** Opening DATA FOR PROCESSING block **

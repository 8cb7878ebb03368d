//! Headless element registry
//!
//! Stands in for the document: every animated element gets an [`ElementId`]
//! and a rect in document coordinates. Controllers read rects on every tick
//! rather than caching them, so a relayout (orientation change, content
//! growing) is picked up on the next scroll or resize.

use crate::geometry::{Point, Rect};
use slotmap::{new_key_type, SlotMap};
use std::cell::RefCell;
use std::rc::Rc;

new_key_type! {
    /// Handle to an element in the layout
    pub struct ElementId;
}

/// What an element is, as far as hover behavior is concerned
#[derive(Clone, Copy, Debug, Default, PartialEq, Eq)]
pub enum ElementKind {
    /// Plain box
    #[default]
    Block,
    /// Anchor element
    Link,
    /// Button element
    Button,
    /// Element explicitly marked interactive
    Interactive,
}

impl ElementKind {
    pub fn is_interactive(&self) -> bool {
        !matches!(self, ElementKind::Block)
    }
}

#[derive(Clone, Debug)]
struct Node {
    name: String,
    kind: ElementKind,
    rect: Rect,
}

/// Shared element registry
///
/// Cloning yields another handle to the same registry.
#[derive(Clone, Default)]
pub struct Layout {
    nodes: Rc<RefCell<SlotMap<ElementId, Node>>>,
}

impl Layout {
    pub fn new() -> Self {
        Self::default()
    }

    /// Add a block element
    pub fn insert(&self, name: impl Into<String>, rect: Rect) -> ElementId {
        self.insert_kind(name, ElementKind::Block, rect)
    }

    /// Add an element of a specific kind
    pub fn insert_kind(&self, name: impl Into<String>, kind: ElementKind, rect: Rect) -> ElementId {
        self.nodes.borrow_mut().insert(Node {
            name: name.into(),
            kind,
            rect,
        })
    }

    pub fn remove(&self, id: ElementId) -> bool {
        self.nodes.borrow_mut().remove(id).is_some()
    }

    pub fn contains(&self, id: ElementId) -> bool {
        self.nodes.borrow().contains_key(id)
    }

    pub fn rect(&self, id: ElementId) -> Option<Rect> {
        self.nodes.borrow().get(id).map(|n| n.rect)
    }

    pub fn set_rect(&self, id: ElementId, rect: Rect) {
        if let Some(node) = self.nodes.borrow_mut().get_mut(id) {
            node.rect = rect;
        }
    }

    pub fn name(&self, id: ElementId) -> Option<String> {
        self.nodes.borrow().get(id).map(|n| n.name.clone())
    }

    pub fn kind(&self, id: ElementId) -> Option<ElementKind> {
        self.nodes.borrow().get(id).map(|n| n.kind)
    }

    /// Every interactive element currently in the layout
    pub fn interactive_elements(&self) -> Vec<ElementId> {
        self.nodes
            .borrow()
            .iter()
            .filter(|(_, n)| n.kind.is_interactive())
            .map(|(id, _)| id)
            .collect()
    }

    /// Whether `point` (document space) lies inside element `id`
    pub fn hit(&self, id: ElementId, point: Point) -> bool {
        self.rect(id).map(|r| r.contains(point)).unwrap_or(false)
    }

    pub fn len(&self) -> usize {
        self.nodes.borrow().len()
    }

    pub fn is_empty(&self) -> bool {
        self.nodes.borrow().is_empty()
    }
}

#[cfg(test)]
mod tests {
    use super::*;

    #[test]
    fn test_interactive_snapshot() {
        let layout = Layout::new();
        layout.insert("hero", Rect::new(0.0, 0.0, 100.0, 100.0));
        let link = layout.insert_kind("cta", ElementKind::Link, Rect::new(0.0, 0.0, 10.0, 10.0));
        let button = layout.insert_kind("send", ElementKind::Button, Rect::new(0.0, 0.0, 10.0, 10.0));

        let interactive = layout.interactive_elements();
        assert_eq!(interactive.len(), 2);
        assert!(interactive.contains(&link));
        assert!(interactive.contains(&button));
    }

    #[test]
    fn test_rect_updates_are_visible_through_clones() {
        let layout = Layout::new();
        let other = layout.clone();
        let id = layout.insert("about", Rect::new(0.0, 900.0, 1440.0, 800.0));

        other.set_rect(id, Rect::new(0.0, 1200.0, 1440.0, 800.0));
        assert_eq!(layout.rect(id).map(|r| r.y), Some(1200.0));
        assert!(layout.hit(id, Point::new(10.0, 1300.0)));
    }
}
//! Hero section and its idle/activity cycle
//!
//! The hero plays an entrance sequence on mount, then hides its content after
//! a stretch without input and shows it again on the next pointer move, touch,
//! or scroll. Pointer and touch input only count inside the hero; scrolling
//! counts anywhere on the page.
//!
//! Show and hide tweens share [`Purpose::Visibility`] on each target, so
//! starting one always kills whatever the other left running.

use std::cell::RefCell;
use std::rc::{Rc, Weak};

use smallvec::SmallVec;
use tracing::debug;
use vitrine_animation::{
    AnimatedTween, Easing, Edge, PropSet, Purpose, ScrollRange, Stagger, TargetKey, Timeline,
    Tween,
};
use vitrine_core::{
    ElementId, ElementKind, Layout, Point, PointerEvent, Rect, Subscription, TimerId,
};

use crate::host::HostContext;
use crate::scrub::{ScrollLinkedAnimator, ScrubSpec};

/// Hero visibility
#[derive(Clone, Copy, Debug, PartialEq, Eq)]
pub enum HeroState {
    Visible,
    Hidden,
}

/// Most recent input and the resulting visibility
#[derive(Clone, Copy, Debug, PartialEq)]
pub struct ActivityState {
    pub last_input_ms: f64,
    pub visible: bool,
}

/// Elements making up the hero
#[derive(Clone, Debug)]
pub struct HeroElements {
    pub section: ElementId,
    /// Wrapper moved by the scroll parallax
    pub parallax: ElementId,
    /// Content block moved by show/hide
    pub content: ElementId,
    pub video: ElementId,
    pub overlay: ElementId,
    pub title: ElementId,
    pub subtitle: ElementId,
    pub description: ElementId,
    pub cta: SmallVec<[ElementId; 4]>,
    pub social: SmallVec<[ElementId; 4]>,
    pub scroll_indicator: ElementId,
    /// Inner cue inside the indicator, bounced forever
    pub scroll_cue: ElementId,
}

impl HeroElements {
    /// Lay out a full-bleed hero at the top of the document
    pub fn create(layout: &Layout, width: f32, height: f32) -> Self {
        let section = Rect::new(0.0, 0.0, width, height);
        let inner = Rect::new(width * 0.1, height * 0.25, width * 0.8, height * 0.5);
        let line = |y: f32, h: f32| Rect::new(inner.x, inner.y + y, inner.width, h);

        let cta = (0..2)
            .map(|i| {
                layout.insert_kind(
                    format!("hero.cta.{i}"),
                    ElementKind::Button,
                    Rect::new(inner.x + i as f32 * 220.0, inner.y + 300.0, 200.0, 56.0),
                )
            })
            .collect();
        let social = (0..3)
            .map(|i| {
                layout.insert_kind(
                    format!("hero.social.{i}"),
                    ElementKind::Link,
                    Rect::new(inner.x + i as f32 * 48.0, inner.y + 380.0, 40.0, 40.0),
                )
            })
            .collect();
        let indicator = Rect::new(width / 2.0 - 20.0, height - 100.0, 40.0, 64.0);

        Self {
            section: layout.insert("hero", section),
            parallax: layout.insert("hero.parallax", inner),
            content: layout.insert("hero.content", inner),
            video: layout.insert("hero.video", section),
            overlay: layout.insert("hero.overlay", section),
            title: layout.insert("hero.title", line(0.0, 160.0)),
            subtitle: layout.insert("hero.subtitle", line(170.0, 40.0)),
            description: layout.insert("hero.description", line(220.0, 60.0)),
            cta,
            social,
            scroll_indicator: layout.insert_kind(
                "hero.scroll_indicator",
                ElementKind::Button,
                indicator,
            ),
            scroll_cue: layout.insert("hero.scroll_cue", indicator),
        }
    }
}

fn visibility(element: ElementId) -> TargetKey {
    TargetKey::new(element, Purpose::Visibility)
}

struct IdleInner {
    ctx: HostContext,
    elements: HeroElements,
    this: Weak<RefCell<IdleInner>>,
    activity: ActivityState,
    timer: Option<TimerId>,
    /// Content, indicator, overlay
    visibility: SmallVec<[AnimatedTween; 3]>,
    entrance: Vec<AnimatedTween>,
    bounce: Option<AnimatedTween>,
    cycles: u32,
}

impl IdleInner {
    fn arm(&mut self, delay_ms: f64) {
        if let Some(id) = self.timer.take() {
            self.ctx.timers().clear(id);
        }
        let weak = self.this.clone();
        self.timer = Some(self.ctx.timers().set_timeout(delay_ms, move || {
            if let Some(inner) = weak.upgrade() {
                inner.borrow_mut().on_idle();
            }
        }));
    }

    fn on_input(&mut self) {
        self.activity.last_input_ms = self.ctx.now();
        if !self.activity.visible {
            self.show();
        }
        let timeout = self.ctx.config().idle_timeout_ms;
        self.arm(timeout);
    }

    fn on_idle(&mut self) {
        self.timer = None;
        if self.activity.visible {
            self.hide();
        }
    }

    fn hide(&mut self) {
        let handle = self.ctx.animations();
        let e = &self.elements;
        self.visibility = SmallVec::from_iter([
            handle.animate(
                visibility(e.content),
                Tween::to(PropSet::new().y(-80.0).opacity(0.0), 1200.0)
                    .easing(Easing::Power3InOut),
            ),
            handle.animate(
                visibility(e.scroll_indicator),
                Tween::to(PropSet::new().y(30.0).opacity(0.0), 1000.0)
                    .easing(Easing::Power3InOut),
            ),
            handle.animate(
                visibility(e.overlay),
                Tween::to(PropSet::new().opacity(0.3), 1500.0).easing(Easing::Power2InOut),
            ),
        ]);
        self.activity.visible = false;
        self.cycles += 1;
        debug!(now_ms = self.ctx.now(), cycles = self.cycles, "hero content hidden");
    }

    fn show(&mut self) {
        let handle = self.ctx.animations();
        let e = &self.elements;
        self.visibility = SmallVec::from_iter([
            handle.animate(
                visibility(e.content),
                Tween::to(PropSet::new().y(0.0).opacity(1.0), 800.0).easing(Easing::Power3Out),
            ),
            handle.animate(
                visibility(e.scroll_indicator),
                Tween::to(PropSet::new().y(0.0).opacity(1.0), 600.0).easing(Easing::Power3Out),
            ),
            handle.animate(
                visibility(e.overlay),
                Tween::to(PropSet::new().opacity(1.0), 800.0).easing(Easing::Power2Out),
            ),
        ]);
        self.activity.visible = true;
        debug!(now_ms = self.ctx.now(), "hero content shown");
    }

    /// Entrance timeline: title, then overlapping subtitle, description,
    /// calls to action, social links, scroll indicator
    fn play_entrance(&mut self) {
        let handle = self.ctx.animations().clone();
        let e = self.elements.clone();
        let mut tl = Timeline::with_delay(500.0);
        let entrance = |el: ElementId, from: PropSet, ms: f32, at: f32, easing: Easing| {
            let to = from.resting();
            handle.animate(
                TargetKey::new(el, Purpose::Entrance),
                Tween::from_to(from, to, ms).delay(at).easing(easing),
            )
        };

        let at = tl.push(1200.0, 0.0);
        self.entrance.push(entrance(
            e.title,
            PropSet::new().y(100.0).opacity(0.0).clip_top(1.0),
            1200.0,
            at,
            Easing::Power4Out,
        ));
        let at = tl.push(800.0, -600.0);
        self.entrance.push(entrance(
            e.subtitle,
            PropSet::new().y(50.0).opacity(0.0),
            800.0,
            at,
            Easing::Power3Out,
        ));
        let at = tl.push(800.0, -400.0);
        self.entrance.push(entrance(
            e.description,
            PropSet::new().y(30.0).opacity(0.0),
            800.0,
            at,
            Easing::Power3Out,
        ));
        for group in [&e.cta, &e.social] {
            let starts = tl.push_staggered(group.len(), 600.0, Stagger::new(150.0), -300.0);
            for (&el, at) in group.iter().zip(starts) {
                self.entrance.push(entrance(
                    el,
                    PropSet::new().y(30.0).opacity(0.0),
                    600.0,
                    at,
                    Easing::Power2Out,
                ));
            }
        }

        // The indicator's entrance shares the visibility key so an early
        // hide or show supersedes it
        let at = tl.push(600.0, -200.0);
        self.visibility.push(handle.animate(
            visibility(e.scroll_indicator),
            Tween::from_to(
                PropSet::new().y(-20.0).opacity(0.0),
                PropSet::new().y(0.0).opacity(1.0),
                600.0,
            )
            .delay(at)
            .easing(Easing::Power2Out),
        ));

        self.bounce = Some(handle.animate(
            TargetKey::new(e.scroll_cue, Purpose::Loop),
            Tween::to(PropSet::new().y(10.0), 1500.0)
                .repeat(-1)
                .yoyo(true)
                .easing(Easing::Power1InOut),
        ));
        debug!(end_ms = tl.end_ms(), "hero entrance scheduled");
    }

    fn teardown(&mut self) {
        if let Some(id) = self.timer.take() {
            self.ctx.timers().clear(id);
        }
        self.visibility.clear();
        self.entrance.clear();
        self.bounce = None;
    }
}

/// Idle/activity controller for one hero section
pub struct IdleController {
    inner: Rc<RefCell<IdleInner>>,
    subscriptions: SmallVec<[Subscription; 3]>,
    parallax: SmallVec<[ScrollLinkedAnimator; 2]>,
}

impl IdleController {
    /// Play the entrance, arm the first (extended) idle timer, and start
    /// listening for activity
    pub fn mount(ctx: &HostContext, elements: HeroElements) -> Self {
        let section = elements.section;
        let parallax = elements.parallax;
        let video = elements.video;

        let inner = Rc::new_cyclic(|this| {
            RefCell::new(IdleInner {
                ctx: ctx.clone(),
                elements,
                this: this.clone(),
                activity: ActivityState {
                    last_input_ms: ctx.now(),
                    visible: true,
                },
                timer: None,
                visibility: SmallVec::new(),
                entrance: Vec::new(),
                bounce: None,
                cycles: 0,
            })
        });
        {
            let mut inner = inner.borrow_mut();
            inner.play_entrance();
            let first = ctx.config().first_idle_deadline_ms();
            inner.arm(first);
        }

        let mut subscriptions = SmallVec::new();
        let weak = Rc::downgrade(&inner);
        let layout = ctx.layout().clone();
        let pointer_ctx = ctx.clone();
        subscriptions.push(ctx.pointer().subscribe(move |event| {
            let PointerEvent::Moved { x, y } = *event else {
                return;
            };
            let point = pointer_ctx.viewport().to_document(Point::new(x, y));
            if !layout.hit(section, point) {
                return;
            }
            if let Some(inner) = weak.upgrade() {
                inner.borrow_mut().on_input();
            }
        }));

        let weak = Rc::downgrade(&inner);
        let layout = ctx.layout().clone();
        let touch_ctx = ctx.clone();
        subscriptions.push(ctx.touch().subscribe(move |event| {
            if !event.is_contact() {
                return;
            }
            let Some(client) = event.position() else {
                return;
            };
            if !layout.hit(section, touch_ctx.viewport().to_document(client)) {
                return;
            }
            if let Some(inner) = weak.upgrade() {
                inner.borrow_mut().on_input();
            }
        }));

        let weak = Rc::downgrade(&inner);
        subscriptions.push(ctx.scroll().subscribe(move |_| {
            if let Some(inner) = weak.upgrade() {
                inner.borrow_mut().on_input();
            }
        }));

        let range = ScrollRange::new(Edge::TOP_TOP, Edge::BOTTOM_TOP);
        let parallax = SmallVec::from_iter([
            ScrollLinkedAnimator::mount(
                ctx,
                ScrubSpec::new(parallax, section, range, PropSet::new().y(150.0).opacity(0.0))
                    .smoothing(1000.0),
            ),
            ScrollLinkedAnimator::mount(
                ctx,
                ScrubSpec::new(video, section, range, PropSet::new().y(100.0)).smoothing(1000.0),
            ),
        ]);

        debug!("hero mounted");
        Self {
            inner,
            subscriptions,
            parallax,
        }
    }

    pub fn state(&self) -> HeroState {
        if self.inner.borrow().activity.visible {
            HeroState::Visible
        } else {
            HeroState::Hidden
        }
    }

    pub fn is_visible(&self) -> bool {
        self.state() == HeroState::Visible
    }

    pub fn activity(&self) -> ActivityState {
        self.inner.borrow().activity
    }

    pub fn last_input_ms(&self) -> f64 {
        self.inner.borrow().activity.last_input_ms
    }

    /// Number of completed hide transitions
    pub fn hide_count(&self) -> u32 {
        self.inner.borrow().cycles
    }

    pub fn elements(&self) -> HeroElements {
        self.inner.borrow().elements.clone()
    }

    /// Whether the idle timer is armed
    pub fn has_pending_timer(&self) -> bool {
        let inner = self.inner.borrow();
        inner
            .timer
            .is_some_and(|id| inner.ctx.timers().is_pending(id))
    }

    pub fn is_mounted(&self) -> bool {
        !self.subscriptions.is_empty()
    }

    /// Cancel the idle timer, every tween, and every listener
    pub fn unmount(&mut self) {
        if !self.is_mounted() {
            return;
        }
        self.subscriptions.clear();
        self.parallax.clear();
        self.inner.borrow_mut().teardown();
        debug!("hero unmounted");
    }
}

** Closing DATA FOR PROCESSING block **

EXERCISE GOAL
Which lines run from the one containing "timer is armed" through the end of the material? Output them exactly.

RESULT
    /// Whether the idle timer is armed
    pub fn has_pending_timer(&self) -> bool {
        let inner = self.inner.borrow();
        inner
            .timer
            .is_some_and(|id| inner.ctx.timers().is_pending(id))
    }

    pub fn is_mounted(&self) -> bool {
        !self.subscriptions.is_empty()
    }

    /// Cancel the idle timer, every tween, and every listener
    pub fn unmount(&mut self) {
        if !self.is_mounted() {
            return;
        }
        self.subscriptions.clear();
        self.parallax.clear();
        self.inner.borrow_mut().teardown();
        debug!("hero unmounted");
    }
}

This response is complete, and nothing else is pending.